◆ **WORK INSTRUCTIONS**:
Each line holding the word "CameraConfig" must appear in the answer, copied from the entries.

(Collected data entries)

┏━━

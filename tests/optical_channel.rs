//! Session lifecycle of the optical channel against a fake decode engine.

mod common;

use std::sync::atomic::Ordering;
use std::sync::{Arc, Mutex};
use std::time::Duration;

use common::{wait_until, FakeEngines, FakeTorch, RecordingObserver};
use shop_scanner::camera::{
    CameraError, FrameOutcome, OpticalChannel, SessionState, TorchError, TorchState,
    CAMERA_STOPPED_MESSAGE, TORCH_UNSUPPORTED_MESSAGE,
};
use shop_scanner::config::CameraConfig;
use shop_scanner::feedback::FeedbackEmitter;
use shop_scanner::unifier::{ScanStatus, ScanUnifier};
use shop_scanner::wedge::WedgeDetector;

fn channel_with(
    engines: &Arc<FakeEngines>,
    config: &CameraConfig,
) -> (OpticalChannel, Arc<RecordingObserver>) {
    let observer = Arc::new(RecordingObserver::default());
    let unifier = Arc::new(ScanUnifier::new(
        FeedbackEmitter::silent(),
        observer.clone(),
        Arc::new(Mutex::new(WedgeDetector::default())),
    ));
    let channel = OpticalChannel::new(engines.factory(), unifier, config);
    (channel, observer)
}

fn channel(engines: &Arc<FakeEngines>) -> (OpticalChannel, Arc<RecordingObserver>) {
    channel_with(engines, &CameraConfig::default())
}

#[tokio::test]
async fn test_start_reaches_scanning() {
    let engines = FakeEngines::new();
    let (channel, observer) = channel(&engines);

    channel.start("cam-a").await.unwrap();

    assert_eq!(channel.state(), SessionState::Scanning);
    assert_eq!(channel.active_device().as_deref(), Some("cam-a"));
    assert_eq!(engines.live(), 1);
    assert_eq!(observer.statuses(), vec![ScanStatus::Scanning]);
}

#[tokio::test]
async fn test_restart_replaces_session() {
    let engines = FakeEngines::new();
    let (channel, _observer) = channel(&engines);

    channel.start("cam-a").await.unwrap();
    channel.start("cam-b").await.unwrap();

    assert_eq!(engines.live(), 1);
    assert_eq!(engines.stops.load(Ordering::SeqCst), 1);
    assert_eq!(channel.active_device().as_deref(), Some("cam-b"));
    assert_eq!(engines.starts(), vec!["cam-a", "cam-b"]);
}

#[tokio::test]
async fn test_concurrent_starts_leave_one_session() {
    let engines = FakeEngines::new();
    *engines.start_delay.lock().unwrap() = Some(Duration::from_millis(20));
    let (channel, _observer) = channel(&engines);

    let (a, b) = tokio::join!(channel.start("cam-a"), channel.start("cam-b"));
    assert!(a.is_ok());
    assert!(b.is_ok());

    assert_eq!(engines.live(), 1);
    assert_eq!(channel.state(), SessionState::Scanning);
    assert_eq!(channel.active_device().as_deref(), Some("cam-b"));
}

#[tokio::test]
async fn test_stop_when_idle_is_noop() {
    let engines = FakeEngines::new();
    let (channel, observer) = channel(&engines);

    channel.stop().await;
    channel.stop().await;

    assert_eq!(channel.state(), SessionState::Idle);
    assert_eq!(engines.stops.load(Ordering::SeqCst), 0);
    assert!(observer.statuses().is_empty());
}

#[tokio::test]
async fn test_stop_releases_engine() {
    let engines = FakeEngines::new();
    let (channel, observer) = channel(&engines);

    channel.start("cam-a").await.unwrap();
    channel.stop().await;

    assert_eq!(channel.state(), SessionState::Idle);
    assert_eq!(engines.live(), 0);
    assert_eq!(channel.active_device(), None);
    assert_eq!(
        observer.statuses(),
        vec![ScanStatus::Scanning, ScanStatus::Idle]
    );
    assert!(!engines.send(FrameOutcome::Decoded("late".to_string())));
}

#[tokio::test]
async fn test_stop_issued_during_start_wins() {
    let engines = FakeEngines::new();
    *engines.start_delay.lock().unwrap() = Some(Duration::from_millis(30));
    let (channel, _observer) = channel(&engines);

    let starter = channel.clone();
    let start = tokio::spawn(async move { starter.start("cam-a").await });
    wait_until(|| channel.state() == SessionState::Starting).await;
    channel.stop().await;

    assert!(start.await.unwrap().is_ok());
    assert_eq!(channel.state(), SessionState::Idle);
    assert_eq!(engines.live(), 0);
}

#[tokio::test]
async fn test_decode_completes_once_and_returns_to_idle() {
    let engines = FakeEngines::new();
    let (channel, observer) = channel(&engines);

    channel.start("cam-a").await.unwrap();
    assert!(engines.send(FrameOutcome::Decoded("  4006381333931\n".to_string())));
    // Frames already in flight behind the first decode are dropped.
    engines.send(FrameOutcome::Decoded("4006381333931".to_string()));

    wait_until(|| channel.state() == SessionState::Idle).await;
    assert_eq!(observer.scans(), vec!["4006381333931"]);
    assert_eq!(engines.live(), 0);
    assert_eq!(observer.statuses().last(), Some(&ScanStatus::Idle));
}

#[tokio::test]
async fn test_not_found_and_blank_frames_are_silent() {
    let engines = FakeEngines::new();
    let (channel, observer) = channel(&engines);

    channel.start("cam-a").await.unwrap();
    for _ in 0..20 {
        engines.send(FrameOutcome::NotFound);
    }
    engines.send(FrameOutcome::Decoded("   ".to_string()));
    tokio::time::sleep(Duration::from_millis(20)).await;

    assert_eq!(channel.state(), SessionState::Scanning);
    assert!(observer.scans().is_empty());
    assert!(observer.errors().is_empty());

    engines.send(FrameOutcome::Decoded("QR-123".to_string()));
    wait_until(|| !observer.scans().is_empty()).await;
    assert_eq!(observer.scans(), vec!["QR-123"]);
}

#[tokio::test]
async fn test_engine_dying_mid_scan_reports_and_returns_to_idle() {
    let engines = FakeEngines::new();
    let (channel, observer) = channel(&engines);

    channel.start("cam-a").await.unwrap();
    engines.disconnect();

    wait_until(|| channel.state() == SessionState::Idle).await;
    assert_eq!(engines.live(), 0);
    assert_eq!(channel.active_device(), None);
    assert_eq!(observer.last_error().as_deref(), Some(CAMERA_STOPPED_MESSAGE));
    assert_eq!(observer.statuses().last(), Some(&ScanStatus::Idle));
    assert!(observer.scans().is_empty());

    // A fresh start works after the loss.
    channel.start("cam-a").await.unwrap();
    assert_eq!(channel.state(), SessionState::Scanning);
}

#[tokio::test]
async fn test_requested_stop_reports_no_error() {
    let engines = FakeEngines::new();
    let (channel, observer) = channel(&engines);

    channel.start("cam-a").await.unwrap();
    channel.stop().await;
    tokio::time::sleep(Duration::from_millis(20)).await;

    assert!(observer.errors().is_empty());
}

#[tokio::test]
async fn test_start_failure_reports_and_ends_idle() {
    let engines = FakeEngines::new();
    *engines.fail_with.lock().unwrap() = Some("NotAllowedError: Permission denied".to_string());
    let (channel, observer) = channel(&engines);

    let err = channel.start("cam-a").await.unwrap_err();

    assert!(matches!(err, CameraError::PermissionDenied));
    assert_eq!(channel.state(), SessionState::Idle);
    assert_eq!(engines.live(), 0);
    assert_eq!(
        observer.last_error().as_deref(),
        Some("Camera permission denied. Grant camera access and try again")
    );
    assert_eq!(
        observer.statuses(),
        vec![ScanStatus::Scanning, ScanStatus::Idle]
    );
}

#[tokio::test]
async fn test_failed_start_can_be_retried() {
    let engines = FakeEngines::new();
    *engines.fail_with.lock().unwrap() = Some("device busy".to_string());
    let (channel, _observer) = channel(&engines);

    assert!(matches!(
        channel.start("cam-a").await,
        Err(CameraError::StartFailed(msg)) if msg == "device busy"
    ));

    *engines.fail_with.lock().unwrap() = None;
    channel.start("cam-a").await.unwrap();
    assert_eq!(channel.state(), SessionState::Scanning);
}

#[tokio::test(start_paused = true)]
async fn test_hung_start_times_out() {
    let engines = FakeEngines::new();
    engines.hang.store(true, Ordering::SeqCst);
    let config = CameraConfig {
        start_timeout_ms: Some(500),
        ..CameraConfig::default()
    };
    let (channel, observer) = channel_with(&engines, &config);

    let err = channel.start("cam-a").await.unwrap_err();

    assert!(matches!(err, CameraError::StartTimedOut(d) if d == Duration::from_millis(500)));
    assert_eq!(channel.state(), SessionState::Idle);
    assert!(observer.last_error().is_some());
}

#[tokio::test]
async fn test_switch_while_idle_stays_idle() {
    let engines = FakeEngines::new();
    let (channel, _observer) = channel(&engines);

    channel.switch_device("cam-b").await.unwrap();

    assert_eq!(channel.state(), SessionState::Idle);
    assert!(engines.starts().is_empty());
}

#[tokio::test]
async fn test_switch_while_scanning_moves_session() {
    let engines = FakeEngines::new();
    let (channel, _observer) = channel(&engines);

    channel.start("cam-a").await.unwrap();
    channel.switch_device("cam-b").await.unwrap();

    assert_eq!(channel.state(), SessionState::Scanning);
    assert_eq!(channel.active_device().as_deref(), Some("cam-b"));
    assert_eq!(engines.live(), 1);
}

#[tokio::test]
async fn test_torch_toggle_unsupported_is_noop() {
    let engines = FakeEngines::new();
    let (channel, observer) = channel(&engines);

    channel.start("cam-a").await.unwrap();
    let state = channel.toggle_torch().await.unwrap();

    assert_eq!(state, TorchState::default());
    assert!(observer.errors().is_empty());
}

#[tokio::test]
async fn test_torch_toggles_on_and_off() {
    let engines = FakeEngines::new();
    let torch = Arc::new(FakeTorch {
        supported: true,
        ..FakeTorch::default()
    });
    *engines.torch.lock().unwrap() = Some(torch.clone());
    let (channel, _observer) = channel(&engines);
    channel.set_torch_capability(true);

    channel.start("cam-a").await.unwrap();
    assert!(channel.toggle_torch().await.unwrap().enabled);
    assert!(!channel.toggle_torch().await.unwrap().enabled);
    assert_eq!(*torch.calls.lock().unwrap(), vec![true, false]);

    channel.toggle_torch().await.unwrap();
    channel.stop().await;
    assert_eq!(
        channel.torch_state(),
        TorchState {
            supported: true,
            enabled: false
        }
    );
}

#[tokio::test]
async fn test_torch_without_session_is_noop() {
    let engines = FakeEngines::new();
    let (channel, _observer) = channel(&engines);
    channel.set_torch_capability(true);

    let state = channel.toggle_torch().await.unwrap();
    assert!(state.supported);
    assert!(!state.enabled);
}

#[tokio::test]
async fn test_missing_track_revokes_torch_and_keeps_scanning() {
    let engines = FakeEngines::new();
    let (channel, observer) = channel(&engines);
    channel.set_torch_capability(true);

    channel.start("cam-a").await.unwrap();
    let err = channel.toggle_torch().await.unwrap_err();

    assert!(matches!(err, CameraError::Torch(TorchError::TrackNotFound)));
    assert!(!channel.torch_state().supported);
    assert_eq!(observer.last_error().as_deref(), Some(TORCH_UNSUPPORTED_MESSAGE));
    assert_eq!(channel.state(), SessionState::Scanning);
}

#[tokio::test]
async fn test_rejected_torch_constraint_keeps_support() {
    let engines = FakeEngines::new();
    *engines.torch.lock().unwrap() = Some(Arc::new(FakeTorch {
        supported: true,
        reject: true,
        ..FakeTorch::default()
    }));
    let (channel, observer) = channel(&engines);
    channel.set_torch_capability(true);

    channel.start("cam-a").await.unwrap();
    let err = channel.toggle_torch().await.unwrap_err();

    assert!(matches!(
        err,
        CameraError::Torch(TorchError::ConstraintRejected(_))
    ));
    assert_eq!(
        channel.torch_state(),
        TorchState {
            supported: true,
            enabled: false
        }
    );
    assert!(observer.errors().is_empty());
}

┗━━

◆ **RESULT OF THIS TASK**:
use shop_scanner::config::CameraConfig;
    config: &CameraConfig,
    channel_with(engines, &CameraConfig::default())
    let config = CameraConfig {
        ..CameraConfig::default()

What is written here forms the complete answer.